What’s your inspiration?
Archibald’s BBQ in Tuscaloosa, Alabama.
And what’s your method in the studio? How do you kick start and then develop your projects?
Sometimes I have an idea of how I want a track to sound, other times it just happens. I have to be inspired to make something. If I’m not, I go do something else and come back to it later. Lately, I’ve been designing my own synth sounds, It’s a great way to get inspired.
Your musical history seems quite varied, do you ever look from project to project and see a pattern, or do you thrive on the difference in your back catalogue?
There’s always a pattern, however subtle it may be. I’d like to think that my musical style comes through with whatever project I’m working on. But, yes I’m really glad that I can do different types of music and get away with it. I’d be too bored if I didn’t. I guess the main goal is to eventually mesh all the styles together to form something uniquely my own.
How much does your DJing influence the work you make in the studio?
I recently came to the conclusion that I’ll probably stop DJing in the near future, or at least put it on hiatus until I can dedicate more time to it. I’m a producer at heart, DJing just came out of necessity of wanting to play out. I’m performing live PAs now. But to answer your question, I make electronic music first and foremost, not dance music. Yes, some of it turns out to be dance music, but that’s just a coincidence.
Whose work are you feeling right now? Both in terms of club music and just music for headphones.
I’ll be honest, I’m not the best at keeping up with the latest and greatest, and I don’t really listen to music much anymore. I’m a pretty busy person. I’ll listen to music on the train or in the car. I really love the new James Holden’s DJ-KiCKS album, it’s amazing stuff.
What’s your favorite song ever, right now?
Aeroplane’s version of I Crave Paris is my favorite song of the past couple years. It never gets old.

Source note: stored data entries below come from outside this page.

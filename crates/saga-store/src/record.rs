use std::fmt;

use chrono::{DateTime, Utc};
use common::{EventId, OrderId, SagaId};
use serde::{Deserialize, Serialize};
use serde_json::Value;

/// Position of a saga along the checkout sequence.
///
/// The forward steps are strictly ordered. `Compensated` is reached only from
/// the failure path.
#[derive(Debug, Clone, Copy, PartialEq, Eq, Hash, Serialize, Deserialize)]
#[serde(rename_all = "SCREAMING_SNAKE_CASE")]
pub enum SagaStep {
    OrderCreated,
    InventoryReserved,
    PaymentProcessed,
    OrderConfirmed,
    Completed,
    Compensated,
}

impl SagaStep {
    /// The forward steps that invoke a participant, in execution order.
    pub const FORWARD: [SagaStep; 4] = [
        SagaStep::OrderCreated,
        SagaStep::InventoryReserved,
        SagaStep::PaymentProcessed,
        SagaStep::OrderConfirmed,
    ];

    pub fn as_str(&self) -> &'static str {
        match self {
            SagaStep::OrderCreated => "ORDER_CREATED",
            SagaStep::InventoryReserved => "INVENTORY_RESERVED",
            SagaStep::PaymentProcessed => "PAYMENT_PROCESSED",
            SagaStep::OrderConfirmed => "ORDER_CONFIRMED",
            SagaStep::Completed => "COMPLETED",
            SagaStep::Compensated => "COMPENSATED",
        }
    }

    pub fn parse(s: &str) -> Option<Self> {
        match s {
            "ORDER_CREATED" => Some(SagaStep::OrderCreated),
            "INVENTORY_RESERVED" => Some(SagaStep::InventoryReserved),
            "PAYMENT_PROCESSED" => Some(SagaStep::PaymentProcessed),
            "ORDER_CONFIRMED" => Some(SagaStep::OrderConfirmed),
            "COMPLETED" => Some(SagaStep::Completed),
            "COMPENSATED" => Some(SagaStep::Compensated),
            _ => None,
        }
    }

    fn ordinal(&self) -> u8 {
        match self {
            SagaStep::OrderCreated => 0,
            SagaStep::InventoryReserved => 1,
            SagaStep::PaymentProcessed => 2,
            SagaStep::OrderConfirmed => 3,
            SagaStep::Completed => 4,
            SagaStep::Compensated => 5,
        }
    }

    /// The step that follows this one on the success path.
    ///
    /// `Completed` and `Compensated` are their own successors.
    pub fn next(&self) -> SagaStep {
        match self {
            SagaStep::OrderCreated => SagaStep::InventoryReserved,
            SagaStep::InventoryReserved => SagaStep::PaymentProcessed,
            SagaStep::PaymentProcessed => SagaStep::OrderConfirmed,
            SagaStep::OrderConfirmed => SagaStep::Completed,
            SagaStep::Completed => SagaStep::Completed,
            SagaStep::Compensated => SagaStep::Compensated,
        }
    }

    /// Returns true if this step comes strictly after `other`.
    pub fn is_after(&self, other: SagaStep) -> bool {
        self.ordinal() > other.ordinal()
    }
}

impl fmt::Display for SagaStep {
    fn fmt(&self, f: &mut fmt::Formatter<'_>) -> fmt::Result {
        f.write_str(self.as_str())
    }
}

/// Lifecycle status of a saga instance.
#[derive(Debug, Clone, Copy, PartialEq, Eq, Hash, Serialize, Deserialize)]
#[serde(rename_all = "SCREAMING_SNAKE_CASE")]
pub enum SagaStatus {
    Running,
    Done,
    Compensating,
    Compensated,
}

impl SagaStatus {
    pub fn as_str(&self) -> &'static str {
        match self {
            SagaStatus::Running => "RUNNING",
            SagaStatus::Done => "DONE",
            SagaStatus::Compensating => "COMPENSATING",
            SagaStatus::Compensated => "COMPENSATED",
        }
    }

    pub fn parse(s: &str) -> Option<Self> {
        match s {
            "RUNNING" => Some(SagaStatus::Running),
            "DONE" => Some(SagaStatus::Done),
            "COMPENSATING" => Some(SagaStatus::Compensating),
            "COMPENSATED" => Some(SagaStatus::Compensated),
            _ => None,
        }
    }

    /// Terminal sagas are never touched again.
    pub fn is_terminal(&self) -> bool {
        matches!(self, SagaStatus::Done | SagaStatus::Compensated)
    }

    fn can_become(&self, next: SagaStatus) -> bool {
        matches!(
            (self, next),
            (SagaStatus::Running, SagaStatus::Running)
                | (SagaStatus::Running, SagaStatus::Done)
                | (SagaStatus::Running, SagaStatus::Compensating)
                | (SagaStatus::Compensating, SagaStatus::Compensating)
                | (SagaStatus::Compensating, SagaStatus::Compensated)
        )
    }
}

impl fmt::Display for SagaStatus {
    fn fmt(&self, f: &mut fmt::Formatter<'_>) -> fmt::Result {
        f.write_str(self.as_str())
    }
}

/// The durable record of one checkout saga.
#[derive(Debug, Clone, PartialEq, Serialize, Deserialize)]
#[serde(rename_all = "camelCase")]
pub struct SagaInstance {
    pub saga_id: SagaId,
    pub order_id: OrderId,
    /// Last forward step that completed. Read it together with `status`: while
    /// the status is `COMPENSATING` this still names the step the saga had
    /// reached, and it only becomes `COMPENSATED` with the terminal status.
    pub current_step: SagaStep,
    pub status: SagaStatus,
    pub created_at: DateTime<Utc>,
    pub updated_at: DateTime<Utc>,
}

impl SagaInstance {
    /// A freshly started saga, positioned before its first step completes.
    pub fn start(saga_id: SagaId, order_id: OrderId, now: DateTime<Utc>) -> Self {
        Self {
            saga_id,
            order_id,
            current_step: SagaStep::OrderCreated,
            status: SagaStatus::Running,
            created_at: now,
            updated_at: now,
        }
    }

    /// Checks whether the saga may move to `step` with `status`.
    ///
    /// Forward progress never goes backwards, `Done` requires `Completed`,
    /// compensation keeps the failed step until it finishes at `Compensated`.
    /// Repeating the current position is accepted.
    pub fn can_advance(&self, step: SagaStep, status: SagaStatus) -> bool {
        if step == self.current_step && status == self.status {
            return true;
        }
        if !self.status.can_become(status) {
            return false;
        }
        match status {
            SagaStatus::Running => {
                SagaStep::FORWARD.contains(&step)
                    && (step == self.current_step || step.is_after(self.current_step))
            }
            SagaStatus::Done => step == SagaStep::Completed,
            SagaStatus::Compensating => step == self.current_step,
            SagaStatus::Compensated => step == SagaStep::Compensated,
        }
    }
}

/// Outcome recorded by a saga event.
#[derive(Debug, Clone, Copy, PartialEq, Eq, Hash, Serialize, Deserialize)]
#[serde(rename_all = "SCREAMING_SNAKE_CASE")]
pub enum EventOutcome {
    Started,
    Completed,
    Failed,
}

impl EventOutcome {
    pub fn as_str(&self) -> &'static str {
        match self {
            EventOutcome::Started => "STARTED",
            EventOutcome::Completed => "COMPLETED",
            EventOutcome::Failed => "FAILED",
        }
    }

    pub fn parse(s: &str) -> Option<Self> {
        match s {
            "STARTED" => Some(EventOutcome::Started),
            "COMPLETED" => Some(EventOutcome::Completed),
            "FAILED" => Some(EventOutcome::Failed),
            _ => None,
        }
    }
}

impl fmt::Display for EventOutcome {
    fn fmt(&self, f: &mut fmt::Formatter<'_>) -> fmt::Result {
        f.write_str(self.as_str())
    }
}

/// One entry of the append-only saga log.
///
/// `step` is a forward step name or a compensation label such as
/// `RELEASE_INVENTORY` or `COMPENSATION`.
#[derive(Debug, Clone, PartialEq, Serialize, Deserialize)]
#[serde(rename_all = "camelCase")]
pub struct SagaEvent {
    pub event_id: EventId,
    pub saga_id: SagaId,
    pub step: String,
    pub outcome: EventOutcome,
    pub payload: Value,
    pub timestamp: DateTime<Utc>,
}

impl SagaEvent {
    pub fn new(
        saga_id: SagaId,
        step: impl Into<String>,
        outcome: EventOutcome,
        payload: Value,
    ) -> Self {
        Self {
            event_id: EventId::new(),
            saga_id,
            step: step.into(),
            outcome,
            payload,
            timestamp: Utc::now(),
        }
    }
}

Any views on the present state of music?
Electronic music is everywhere in modern music these days. It’s very acceptable now. It used to be kind of a dirty word, kind of kept in the background, but now the biggest pop stars in the world have heavy electronic/dance influences. Think M.I.A., Kanye West, Lady Gaga, it’s all electronica. With the state of technology now it’s very easy for anybody to make music. People used to have to buy tons of sequencers and samplers to make an album. Everything is digital now. It’s good in the sense that everyone can express themselves artistically through music, but it also means there’s a lot of shit out there.
Where do you see yourself in a year, musically speaking?
Hopefully making some really weird tunes.
What have you got planned for the next 12 months?
My first LP will be out, It’s more electronic in the sense that it has more techno and house stuff, as well as some electro pop/rock stuff, for a lack of a better term. Also, the follow up to The Cacti EP, which I hope to turn into a full length, will be out. I’m also producing a record for Almamy, it’s about halfway done but I can’t really talk about it. I’ll be gigging a lot more too, and I hope to put together a live band eventually.
How would you sum up 2010?
2010 was a great year, but 2011 is my year.